--- START ---

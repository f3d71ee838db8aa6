//! Routes and stops: the assigned work for a shift.

use serde::{Deserialize, Serialize};
use uuid::Uuid;

/// A WGS84 coordinate pair in decimal degrees.
#[derive(Debug, Clone, Copy, PartialEq, Serialize, Deserialize)]
pub struct Coordinates {
    pub lat: f64,
    pub lng: f64,
}

/// An ordered sequence of stops assigned to one driver for one shift.
///
/// The order is produced upstream; this crate only tracks progress through it.
#[derive(Debug, Clone, PartialEq, Serialize, Deserialize)]
pub struct Route {
    pub id: Uuid,
    pub name: String,
    pub stops: Vec<Stop>,
    pub status: RouteStatus,
    /// Total planned distance in meters.
    pub total_distance_m: f64,
    /// Total planned time in seconds.
    pub estimated_time_s: u64,
    /// Opaque score from the upstream optimizer.
    #[serde(default)]
    pub optimization_score: Option<f64>,
}

/// Where a route stands in its lifecycle.
#[derive(Debug, Clone, Copy, PartialEq, Eq, Serialize, Deserialize)]
#[serde(rename_all = "snake_case")]
pub enum RouteStatus {
    Pending,
    Active,
    Completed,
    Cancelled,
}

/// One delivery within a route.
#[derive(Debug, Clone, PartialEq, Serialize, Deserialize)]
pub struct Stop {
    pub id: Uuid,
    pub tracking_number: String,
    pub destination: Destination,
    #[serde(default)]
    pub items: Vec<Item>,
    pub status: StopStatus,
    #[serde(default)]
    pub requires_signature: bool,
    /// Amount to collect on delivery, if any.
    #[serde(default)]
    pub cash_on_delivery: Option<f64>,
}

#[derive(Debug, Clone, PartialEq, Serialize, Deserialize)]
pub struct Destination {
    pub address: String,
    pub coordinates: Coordinates,
    #[serde(default)]
    pub notes: Option<String>,
}

#[derive(Debug, Clone, PartialEq, Serialize, Deserialize)]
pub struct Item {
    pub description: String,
    pub quantity: u32,
}

/// Where a stop stands in its lifecycle.
///
/// `Completed` and `Failed` are terminal.
#[derive(Debug, Clone, PartialEq, Eq, Serialize, Deserialize)]
#[serde(tag = "state", rename_all = "snake_case")]
pub enum StopStatus {
    Pending,
    EnRoute,
    Arrived,
    Completed,
    Failed {
        /// Why the delivery did not happen.
        reason: String,
    },
}

impl StopStatus {
    pub fn is_terminal(&self) -> bool {
        matches!(self, Self::Completed | Self::Failed { .. })
    }

    pub fn as_str(&self) -> &'static str {
        match self {
            Self::Pending => "pending",
            Self::EnRoute => "en_route",
            Self::Arrived => "arrived",
            Self::Completed => "completed",
            Self::Failed { .. } => "failed",
        }
    }
}

impl RouteStatus {
    pub fn as_str(self) -> &'static str {
        match self {
            Self::Pending => "pending",
            Self::Active => "active",
            Self::Completed => "completed",
            Self::Cancelled => "cancelled",
        }
    }

    pub fn parse(s: &str) -> Option<Self> {
        match s {
            "pending" => Some(Self::Pending),
            "active" => Some(Self::Active),
            "completed" => Some(Self::Completed),
            "cancelled" => Some(Self::Cancelled),
            _ => None,
        }
    }
}

impl Route {
    pub fn stop(&self, id: Uuid) -> Option<&Stop> {
        self.stops.iter().find(|s| s.id == id)
    }
}
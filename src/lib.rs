//! Courier: the driver-side engine of a last-mile delivery app.
//!
//! [`session::DriverSessionStore`] is the entry point. It owns the driver's
//! route progress, delivery completion, modal overlays, and turn-by-turn
//! navigation, and talks to the outside world only through the traits in
//! [`backend`], [`directions`], [`location`], [`analytics`], and [`modal`].

pub mod actions;
pub mod analytics;
pub mod backend;
pub mod completion;
pub mod config;
pub mod directions;
pub mod geo;
pub mod location;
pub mod modal;
pub mod model;
pub mod navigation;
pub mod progress;
pub mod session;
pub mod storage;

#[cfg(test)]
mod testing;
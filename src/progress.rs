//! Route progress: the active stop cursor and per-stop status.
//!
//! A route moves `pending → active → completed`, with `cancelled` reachable
//! from `pending` or `active`. While active, the cursor points at the first
//! stop that is not terminal, and that stop is the only one `en_route` or
//! `arrived`.

use tracing::{debug, info};
use uuid::Uuid;

use crate::model::{Route, RouteStatus, Stop, StopStatus};
use crate::session::{Result, SessionError};

#[derive(Debug, Clone)]
pub struct RouteProgressTracker {
    route: Route,
    current_stop_index: usize,
}

impl RouteProgressTracker {
    pub fn new(route: Route) -> Self {
        let current_stop_index = first_open(&route.stops, 0);
        Self {
            route,
            current_stop_index,
        }
    }

    pub fn route(&self) -> &Route {
        &self.route
    }

    pub fn status(&self) -> RouteStatus {
        self.route.status
    }

    pub fn is_active(&self) -> bool {
        self.route.status == RouteStatus::Active
    }

    pub fn current_stop_index(&self) -> usize {
        self.current_stop_index
    }

    pub fn current_stop(&self) -> Option<&Stop> {
        self.route.stops.get(self.current_stop_index)
    }

    pub fn stop(&self, id: Uuid) -> Option<&Stop> {
        self.route.stop(id)
    }

    pub fn completed_count(&self) -> usize {
        self.count(|s| matches!(s, StopStatus::Completed))
    }

    pub fn failed_count(&self) -> usize {
        self.count(|s| matches!(s, StopStatus::Failed { .. }))
    }

    /// `pending → active`. The first open stop becomes `en_route`.
    pub fn start_route(&mut self) -> Result<()> {
        if self.route.status != RouteStatus::Pending {
            return Err(SessionError::InvalidTransition(format!(
                "cannot start a {} route",
                self.route.status.as_str()
            )));
        }
        if self.route.stops.is_empty() {
            return Err(SessionError::NoStops(self.route.id));
        }

        self.route.status = RouteStatus::Active;
        self.current_stop_index = first_open(&self.route.stops, 0);
        info!(route = %self.route.id, stops = self.route.stops.len(), "route started");
        self.depart_or_finish();
        Ok(())
    }

    /// `en_route → arrived` for the current stop.
    pub fn mark_arrived(&mut self) -> Result<()> {
        self.require_active()?;
        let index = self.current_stop_index;
        let stop = self
            .route
            .stops
            .get_mut(index)
            .ok_or_else(|| SessionError::InvalidTransition("no current stop".into()))?;
        if stop.status != StopStatus::EnRoute {
            return Err(SessionError::InvalidTransition(format!(
                "cannot arrive at a {} stop",
                stop.status.as_str()
            )));
        }
        stop.status = StopStatus::Arrived;
        debug!(stop = %stop.id, "arrived at stop");
        Ok(())
    }

    /// Move past the current stop once it is terminal.
    ///
    /// Completes the route when no open stop remains; the cursor then equals
    /// the stop count.
    pub fn advance_to_next_stop(&mut self) -> Result<()> {
        self.require_active()?;
        if let Some(stop) = self.current_stop()
            && !stop.status.is_terminal()
        {
            return Err(SessionError::StopNotTerminal(stop.id));
        }

        self.current_stop_index = first_open(&self.route.stops, self.current_stop_index + 1);
        self.depart_or_finish();
        Ok(())
    }

    /// Mark a stop failed without collecting proof. `reason` is mandatory.
    pub fn skip_stop(&mut self, stop_id: Uuid, reason: &str) -> Result<()> {
        let reason = reason.trim();
        if reason.is_empty() {
            return Err(SessionError::MissingReason);
        }
        self.require_active()?;

        let index = self.index_of(stop_id)?;
        let stop = &mut self.route.stops[index];
        if stop.status.is_terminal() {
            return Err(SessionError::InvalidTransition(format!(
                "stop {stop_id} is already {}",
                stop.status.as_str()
            )));
        }
        stop.status = StopStatus::Failed {
            reason: reason.to_string(),
        };
        info!(stop = %stop_id, %reason, "stop skipped");

        if index == self.current_stop_index {
            self.advance_to_next_stop()?;
        }
        Ok(())
    }

    /// `pending|active → cancelled`. The stop being driven to goes back to `pending`.
    pub fn cancel_route(&mut self) -> Result<()> {
        if !matches!(self.route.status, RouteStatus::Pending | RouteStatus::Active) {
            return Err(SessionError::InvalidTransition(format!(
                "cannot cancel a {} route",
                self.route.status.as_str()
            )));
        }
        for stop in &mut self.route.stops {
            if matches!(stop.status, StopStatus::EnRoute | StopStatus::Arrived) {
                stop.status = StopStatus::Pending;
            }
        }
        self.route.status = RouteStatus::Cancelled;
        info!(route = %self.route.id, "route cancelled");
        Ok(())
    }

    /// Set the current stop's terminal status. Only the completion workflow
    /// calls this, and always follows it with [`Self::advance_to_next_stop`].
    pub(crate) fn settle_current(&mut self, stop_id: Uuid, status: StopStatus) -> Result<()> {
        self.require_active()?;
        let index = self.current_stop_index;
        let stop = self
            .route
            .stops
            .get_mut(index)
            .filter(|s| s.id == stop_id)
            .ok_or_else(|| {
                SessionError::InvalidTransition(format!("stop {stop_id} is not the current stop"))
            })?;
        debug!(stop = %stop_id, status = status.as_str(), "stop settled");
        stop.status = status;
        Ok(())
    }

    /// Put the current stop back to a non-terminal status after an abandoned completion.
    pub(crate) fn restore_current(&mut self, stop_id: Uuid, status: StopStatus) {
        if let Some(stop) = self.route.stops.get_mut(self.current_stop_index)
            && stop.id == stop_id
            && !status.is_terminal()
        {
            stop.status = status;
        }
    }

    /// Rebuild from a persisted snapshot, trusting the stored cursor only if it
    /// agrees with the stop statuses.
    pub(crate) fn resume(route: Route, current_stop_index: usize) -> Self {
        let mut tracker = Self::new(route);
        if current_stop_index != tracker.current_stop_index {
            debug!(
                stored = current_stop_index,
                derived = tracker.current_stop_index,
                "stored stop cursor disagrees with statuses; using derived"
            );
        }
        tracker
    }

    fn depart_or_finish(&mut self) {
        let index = self.current_stop_index;
        if index < self.route.stops.len() {
            let stop = &mut self.route.stops[index];
            stop.status = StopStatus::EnRoute;
            debug!(stop = %stop.id, index, "en route to stop");
        } else {
            self.route.status = RouteStatus::Completed;
            info!(
                route = %self.route.id,
                completed = self.completed_count(),
                failed = self.failed_count(),
                "route completed"
            );
        }
    }

    fn require_active(&self) -> Result<()> {
        if self.is_active() {
            Ok(())
        } else {
            Err(SessionError::InvalidTransition(format!(
                "route is {}, not active",
                self.route.status.as_str()
            )))
        }
    }

    fn index_of(&self, stop_id: Uuid) -> Result<usize> {
        self.route
            .stops
            .iter()
            .position(|s| s.id == stop_id)
            .ok_or(SessionError::StopNotFound(stop_id))
    }

    fn count(&self, pred: impl Fn(&StopStatus) -> bool) -> usize {
        self.route.stops.iter().filter(|s| pred(&s.status)).count()
    }
}

/// Index of the first non-terminal stop at or after `from`, or the stop count.
fn first_open(stops: &[Stop], from: usize) -> usize {
    stops
        .iter()
        .enumerate()
        .skip(from)
        .find(|(_, s)| !s.status.is_terminal())
        .map_or(stops.len(), |(i, _)| i)
}
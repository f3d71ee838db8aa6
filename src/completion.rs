//! Delivery completion: collecting proof before a stop may settle.
//!
//! One workflow exists per completion attempt:
//!
//! ```text
//! collecting_proof ──validate/fail──▶ validated ──settle──▶ completed | failed
//!        ▲                                │
//!        └───────────reject───────────────┘   (backend did not acknowledge)
//! ```
//!
//! `validated` means the proof passed local checks and is awaiting the
//! backend. The stop itself does not change until [`DeliveryCompletionWorkflow::settle`].

use tracing::{debug, warn};
use uuid::Uuid;

use crate::backend::{CompletionOutcome, CompletionRequest};
use crate::config::{CashPolicy, CompletionConfig};
use crate::model::{DeliveryProof, ProofField, Stop, StopStatus};
use crate::session::{Result, SessionError};

#[derive(Debug, Clone, Copy, PartialEq, Eq)]
pub enum CompletionPhase {
    CollectingProof,
    Validated,
    Completed,
    Failed,
}

/// How collected cash compares to what the stop expected.
#[derive(Debug, Clone, Copy, PartialEq)]
pub struct CashReconciliation {
    pub expected: f64,
    pub collected: f64,
    /// `collected - expected`; negative for a short payment.
    pub discrepancy: f64,
    /// Set when the discrepancy exceeds the tolerance and policy asks for review.
    pub flagged: bool,
}

#[derive(Debug, Clone)]
pub struct DeliveryCompletionWorkflow {
    stop_id: Uuid,
    prior_status: StopStatus,
    requires_signature: bool,
    expected_cash: Option<f64>,
    phase: CompletionPhase,
    pending: Option<CompletionRequest>,
    proof: Option<DeliveryProof>,
    reconciliation: Option<CashReconciliation>,
    config: CompletionConfig,
}

impl DeliveryCompletionWorkflow {
    /// Open a workflow for `stop`, remembering its current status for cancellation.
    pub fn begin(stop: &Stop, config: CompletionConfig) -> Result<Self> {
        if !matches!(stop.status, StopStatus::EnRoute | StopStatus::Arrived) {
            return Err(SessionError::InvalidTransition(format!(
                "cannot complete a {} stop",
                stop.status.as_str()
            )));
        }
        debug!(stop = %stop.id, "completion started");
        Ok(Self {
            stop_id: stop.id,
            prior_status: stop.status.clone(),
            requires_signature: stop.requires_signature,
            expected_cash: stop.cash_on_delivery,
            phase: CompletionPhase::CollectingProof,
            pending: None,
            proof: None,
            reconciliation: None,
            config,
        })
    }

    pub fn stop_id(&self) -> Uuid {
        self.stop_id
    }

    pub fn phase(&self) -> CompletionPhase {
        self.phase
    }

    /// The stop's status when the workflow began.
    pub fn prior_status(&self) -> &StopStatus {
        &self.prior_status
    }

    /// Proof captured so far, until the workflow settles.
    pub fn proof(&self) -> Option<&DeliveryProof> {
        self.proof.as_ref()
    }

    pub fn reconciliation(&self) -> Option<CashReconciliation> {
        self.reconciliation
    }

    /// Check `proof` against what the stop requires.
    ///
    /// On success the workflow moves to `validated` and returns the request to
    /// send. On failure it stays in `collecting_proof`.
    pub fn validate(&mut self, proof: DeliveryProof) -> Result<CompletionRequest> {
        self.require_phase(CompletionPhase::CollectingProof)?;
        self.discard_pending();

        if self.requires_signature && !proof.has_signature() {
            return Err(SessionError::MissingProof(ProofField::Signature));
        }
        let reconciliation = match (self.expected_cash, proof.cash_collected) {
            (Some(_), None) => return Err(SessionError::MissingProof(ProofField::CashAmount)),
            (_, Some(collected)) if !collected.is_finite() || collected < 0.0 => {
                return Err(SessionError::InvalidCashAmount);
            }
            (Some(expected), Some(collected)) => Some(self.reconcile(expected, collected)),
            (None, _) => None,
        };

        let request = CompletionRequest::completed(self.stop_id, &proof);
        self.reconciliation = reconciliation;
        self.proof = Some(proof);
        self.pending = Some(request.clone());
        self.phase = CompletionPhase::Validated;
        Ok(request)
    }

    /// Report the delivery as failed. `reason` is mandatory.
    pub fn fail(&mut self, reason: &str) -> Result<CompletionRequest> {
        self.require_phase(CompletionPhase::CollectingProof)?;
        self.discard_pending();
        let reason = reason.trim();
        if reason.is_empty() {
            return Err(SessionError::MissingReason);
        }

        let request = CompletionRequest::failed(self.stop_id, reason);
        self.pending = Some(request.clone());
        self.phase = CompletionPhase::Validated;
        Ok(request)
    }

    /// The backend did not acknowledge: back to `collecting_proof`.
    ///
    /// The last request is kept so the driver can retry without re-capturing proof.
    pub fn reject(&mut self) {
        if self.phase == CompletionPhase::Validated {
            warn!(stop = %self.stop_id, "completion not acknowledged; awaiting retry");
            self.phase = CompletionPhase::CollectingProof;
        }
    }

    /// The request to resend after a rejection.
    pub fn retry_request(&mut self) -> Result<CompletionRequest> {
        self.require_phase(CompletionPhase::CollectingProof)?;
        let request = self
            .pending
            .clone()
            .ok_or(SessionError::NoCompletionInProgress)?;
        self.phase = CompletionPhase::Validated;
        Ok(request)
    }

    /// The backend acknowledged: move to the terminal phase and return the
    /// stop status to apply. Captured proof is discarded.
    pub fn settle(&mut self) -> Result<StopStatus> {
        self.require_phase(CompletionPhase::Validated)?;
        let request = self
            .pending
            .take()
            .ok_or(SessionError::NoCompletionInProgress)?;
        self.proof = None;

        let status = match request.outcome {
            CompletionOutcome::Completed => {
                self.phase = CompletionPhase::Completed;
                StopStatus::Completed
            }
            CompletionOutcome::Failed => {
                self.phase = CompletionPhase::Failed;
                StopStatus::Failed {
                    reason: request.failure_reason.unwrap_or_default(),
                }
            }
        };
        debug!(stop = %self.stop_id, status = status.as_str(), "completion settled");
        Ok(status)
    }

    /// A new attempt supersedes whatever an earlier, unacknowledged one sent.
    fn discard_pending(&mut self) {
        self.pending = None;
        self.reconciliation = None;
    }

    fn reconcile(&self, expected: f64, collected: f64) -> CashReconciliation {
        let discrepancy = collected - expected;
        let mismatch = discrepancy.abs() > self.config.cash_tolerance;
        if mismatch {
            warn!(stop = %self.stop_id, expected, collected, "cash mismatch recorded");
        }
        CashReconciliation {
            expected,
            collected,
            discrepancy,
            flagged: mismatch && self.config.cash_policy == CashPolicy::FlagForReview,
        }
    }

    fn require_phase(&self, phase: CompletionPhase) -> Result<()> {
        if self.phase == phase {
            Ok(())
        } else {
            Err(SessionError::InvalidTransition(format!(
                "completion is {:?}, expected {phase:?}",
                self.phase
            )))
        }
    }
}

#[cfg(test)]
mod tests {
    use super::*;

    use crate::testing::sample_route;

    fn stop(requires_signature: bool, cash: Option<f64>) -> Stop {
        let mut stop = sample_route(1).stops.remove(0);
        stop.status = StopStatus::EnRoute;
        stop.requires_signature = requires_signature;
        stop.cash_on_delivery = cash;
        stop
    }

    fn signed() -> DeliveryProof {
        DeliveryProof {
            signature: Some(b"sig".to_vec()),
            ..Default::default()
        }
    }

    #[test]
    fn cannot_begin_on_pending_or_terminal_stop() {
        let mut s = stop(false, None);
        s.status = StopStatus::Pending;
        assert!(DeliveryCompletionWorkflow::begin(&s, CompletionConfig::default()).is_err());

        s.status = StopStatus::Completed;
        assert!(DeliveryCompletionWorkflow::begin(&s, CompletionConfig::default()).is_err());
    }

    #[test]
    fn missing_signature_stays_collecting() {
        let mut wf =
            DeliveryCompletionWorkflow::begin(&stop(true, None), CompletionConfig::default())
                .unwrap();
        let err = wf
            .validate(DeliveryProof {
                cash_collected: Some(100.0),
                ..Default::default()
            })
            .unwrap_err();

        assert!(matches!(err, SessionError::MissingProof(ProofField::Signature)));
        assert_eq!(wf.phase(), CompletionPhase::CollectingProof);
    }

    #[test]
    fn empty_signature_counts_as_missing() {
        let mut wf =
            DeliveryCompletionWorkflow::begin(&stop(true, None), CompletionConfig::default())
                .unwrap();
        let err = wf
            .validate(DeliveryProof {
                signature: Some(Vec::new()),
                ..Default::default()
            })
            .unwrap_err();

        assert!(matches!(err, SessionError::MissingProof(ProofField::Signature)));
    }

    #[test]
    fn cash_stop_requires_amount() {
        let mut wf =
            DeliveryCompletionWorkflow::begin(&stop(false, Some(40.0)), CompletionConfig::default())
                .unwrap();
        let err = wf.validate(DeliveryProof::default()).unwrap_err();

        assert!(matches!(err, SessionError::MissingProof(ProofField::CashAmount)));
    }

    #[test]
    fn negative_cash_is_rejected() {
        let mut wf =
            DeliveryCompletionWorkflow::begin(&stop(false, Some(40.0)), CompletionConfig::default())
                .unwrap();
        let err = wf
            .validate(DeliveryProof {
                cash_collected: Some(-1.0),
                ..Default::default()
            })
            .unwrap_err();

        assert!(matches!(err, SessionError::InvalidCashAmount));
    }

    #[test]
    fn short_payment_is_recorded_and_flagged() {
        let mut wf =
            DeliveryCompletionWorkflow::begin(&stop(false, Some(40.0)), CompletionConfig::default())
                .unwrap();
        wf.validate(DeliveryProof {
            cash_collected: Some(30.0),
            ..Default::default()
        })
        .unwrap();

        let rec = wf.reconciliation().unwrap();
        assert!((rec.discrepancy + 10.0).abs() < f64::EPSILON);
        assert!(rec.flagged);
        assert_eq!(wf.phase(), CompletionPhase::Validated);
    }

    #[test]
    fn accept_policy_records_without_flagging() {
        let config = CompletionConfig {
            cash_policy: CashPolicy::Accept,
            ..Default::default()
        };
        let mut wf = DeliveryCompletionWorkflow::begin(&stop(false, Some(40.0)), config).unwrap();
        wf.validate(DeliveryProof {
            cash_collected: Some(30.0),
            ..Default::default()
        })
        .unwrap();

        assert!(!wf.reconciliation().unwrap().flagged);
    }

    #[test]
    fn exact_payment_within_tolerance_is_not_flagged() {
        let mut wf =
            DeliveryCompletionWorkflow::begin(&stop(false, Some(40.0)), CompletionConfig::default())
                .unwrap();
        wf.validate(DeliveryProof {
            cash_collected: Some(40.005),
            ..Default::default()
        })
        .unwrap();

        assert!(!wf.reconciliation().unwrap().flagged);
    }

    #[test]
    fn reject_then_retry_resends_same_request() {
        let mut wf =
            DeliveryCompletionWorkflow::begin(&stop(true, None), CompletionConfig::default())
                .unwrap();
        let first = wf.validate(signed()).unwrap();

        wf.reject();
        assert_eq!(wf.phase(), CompletionPhase::CollectingProof);

        let retry = wf.retry_request().unwrap();
        assert_eq!(retry, first);
        assert_eq!(wf.phase(), CompletionPhase::Validated);
    }

    #[test]
    fn new_attempt_replaces_unacknowledged_request() {
        let mut wf =
            DeliveryCompletionWorkflow::begin(&stop(true, None), CompletionConfig::default())
                .unwrap();
        wf.validate(signed()).unwrap();
        wf.reject();

        let err = wf.validate(DeliveryProof::default()).unwrap_err();
        assert!(matches!(err, SessionError::MissingProof(ProofField::Signature)));
        assert!(matches!(
            wf.retry_request(),
            Err(SessionError::NoCompletionInProgress)
        ));
        assert_eq!(wf.phase(), CompletionPhase::CollectingProof);

        let request = wf.fail("Nobody home").unwrap();
        assert_eq!(request.outcome, CompletionOutcome::Failed);
    }

    #[test]
    fn settle_completed() {
        let mut wf =
            DeliveryCompletionWorkflow::begin(&stop(true, None), CompletionConfig::default())
                .unwrap();
        wf.validate(signed()).unwrap();

        assert_eq!(wf.settle().unwrap(), StopStatus::Completed);
        assert_eq!(wf.phase(), CompletionPhase::Completed);
        assert!(wf.settle().is_err());
    }

    #[test]
    fn fail_requires_reason_and_settles_failed() {
        let mut wf =
            DeliveryCompletionWorkflow::begin(&stop(true, None), CompletionConfig::default())
                .unwrap();
        assert!(matches!(wf.fail(""), Err(SessionError::MissingReason)));

        let request = wf.fail("Refused by customer").unwrap();
        assert_eq!(request.outcome, CompletionOutcome::Failed);
        assert_eq!(
            wf.settle().unwrap(),
            StopStatus::Failed {
                reason: "Refused by customer".into()
            }
        );
        assert_eq!(wf.phase(), CompletionPhase::Failed);
    }

    #[test]
    fn settle_before_validation_fails() {
        let mut wf =
            DeliveryCompletionWorkflow::begin(&stop(false, None), CompletionConfig::default())
                .unwrap();
        assert!(wf.settle().is_err());
    }
}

--- END ---

*WHAT TO DO*.
The lines above that hold "EnRoute" are the result; show every one of them.

*TASK SOLUTION*.
    EnRoute,
            Self::EnRoute => "en_route",
        if stop.status != StopStatus::EnRoute {
            if matches!(stop.status, StopStatus::EnRoute | StopStatus::Arrived) {
            stop.status = StopStatus::EnRoute;
        if !matches!(stop.status, StopStatus::EnRoute | StopStatus::Arrived) {
        stop.status = StopStatus::EnRoute;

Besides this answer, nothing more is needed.